What to work on: Some lines in the listing hold the word "trim". Return each of them.

Records provided:
:::::

#![no_main]

use libfuzzer_sys::fuzz_target;
use service_registry::{DefaultServiceRegistry, ServiceRegistryExt};
use std::sync::Arc;

struct Level(usize);
service_registry::concrete_service!(Level);

// Builds a forest of registries: each byte creates a registry whose parents
// are picked from the ones created before it. Every registry must see its own
// level and the levels of all of its ancestors.
fuzz_target!(|data: &[u8]| {
    let mut registries: Vec<(DefaultServiceRegistry, Vec<usize>)> = Vec::new();

    for (index, &byte) in data.iter().take(16).enumerate() {
        let mut parents = Vec::new();
        if !registries.is_empty() {
            let first = byte as usize % registries.len();
            parents.push(first);
            if byte & 0x80 != 0 {
                let second = (byte as usize / 3) % registries.len();
                if second != first {
                    parents.push(second);
                }
            }
        }

        let handles: Vec<DefaultServiceRegistry> = parents.iter().map(|&p| registries[p].0.clone()).collect();
        let registry = DefaultServiceRegistry::with_parents(format!("r{}", index), &handles);
        if registry.add(Arc::new(Level(index))).is_err() {
            return;
        }

        let mut ancestors: Vec<usize> = vec![index];
        for &p in &parents {
            ancestors.extend(registries[p].1.iter().copied());
        }
        ancestors.sort_unstable();
        ancestors.dedup();
        registries.push((registry, ancestors));
    }

    for (registry, ancestors) in &registries {
        let mut seen: Vec<usize> = match registry.get_all::<Level>() {
            Ok(all) => all.iter().map(|level| level.0).collect(),
            Err(_) => continue,
        };
        seen.sort_unstable();
        assert_eq!(&seen, ancestors);
    }
});
//! Registry configuration.
//!
//! Configuration is plain data: a display name for the registry and the
//! settings of scope validation. Values come from code, from the environment
//! or, with the `config` feature, from JSON.

use std::env;

#[cfg(feature = "config")]
use serde::{Deserialize, Serialize};

#[cfg(feature = "config")]
use crate::error::{RegistryError, RegistryResult};

/// Comma separated provider type names that skip scope validation.
pub const SUPPRESSED_SCOPE_TYPES_ENV: &str = "SERVICE_REGISTRY_SUPPRESSED_SCOPE_TYPES";

/// Set to `false` to disable scope validation.
pub const STRICT_SCOPES_ENV: &str = "SERVICE_REGISTRY_STRICT_SCOPES";

/// Settings of the provider scope check of a
/// [`ScopedServiceRegistry`](crate::ScopedServiceRegistry).
#[derive(Debug, Clone, PartialEq, Eq)]
#[cfg_attr(feature = "config", derive(Serialize, Deserialize))]
#[cfg_attr(feature = "config", serde(default))]
pub struct ScopeValidationConfig {
    /// When false, no provider is checked.
    pub strict: bool,
    /// Providers marked anonymous skip the check.
    pub allow_anonymous: bool,
    /// Fully qualified provider type names that skip the check.
    pub suppressed_types: Vec<String>,
}

impl Default for ScopeValidationConfig {
    fn default() -> Self {
        ScopeValidationConfig { strict: true, allow_anonymous: true, suppressed_types: Vec::new() }
    }
}

impl ScopeValidationConfig {
    /// Defaults, overridden by the environment.
    pub fn from_env() -> Self {
        Self::default().with_overrides(env::var(STRICT_SCOPES_ENV).ok(), env::var(SUPPRESSED_SCOPE_TYPES_ENV).ok())
    }

    fn with_overrides(mut self, strict: Option<String>, suppressed: Option<String>) -> Self {
        if let Some(strict) = strict {
            self.strict = !strict.trim().eq_ignore_ascii_case("false");
        }
        if let Some(suppressed) = suppressed {
            self.suppressed_types.extend(
                suppressed.split(',').map(str::trim).filter(|name| !name.is_empty()).map(String::from),
            );
        }
        self
    }
}

/// Configuration of a registry.
#[derive(Debug, Clone, Default, PartialEq, Eq)]
#[cfg_attr(feature = "config", derive(Serialize, Deserialize))]
#[cfg_attr(feature = "config", serde(default))]
pub struct RegistryConfig {
    /// Name used in error messages; `DefaultServiceRegistry` when unset.
    pub display_name: Option<String>,
    pub scope_validation: ScopeValidationConfig,
}

impl RegistryConfig {
    pub fn named(display_name: impl Into<String>) -> Self {
        RegistryConfig { display_name: Some(display_name.into()), ..Self::default() }
    }

    /// Defaults, with scope validation overridden by the environment.
    pub fn from_env() -> Self {
        RegistryConfig { display_name: None, scope_validation: ScopeValidationConfig::from_env() }
    }

    /// Parses a JSON document. Missing fields take their defaults.
    #[cfg(feature = "config")]
    pub fn from_json_str(json: &str) -> RegistryResult<Self> {
        serde_json::from_str(json)
            .map_err(|e| RegistryError::IllegalArgument(format!("Invalid registry configuration: {}", e)))
    }

    #[cfg(feature = "config")]
    pub fn from_json_file(path: impl AsRef<std::path::Path>) -> RegistryResult<Self> {
        let path = path.as_ref();
        let content = std::fs::read_to_string(path).map_err(|e| {
            RegistryError::IllegalArgument(format!("Cannot read registry configuration {}: {}", path.display(), e))
        })?;
        Self::from_json_str(&content)
    }
}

:::::

Result for this task:
            self.strict = !strict.trim().eq_ignore_ascii_case("false");
                suppressed.split(',').map(str::trim).filter(|name| !name.is_empty()).map(String::from),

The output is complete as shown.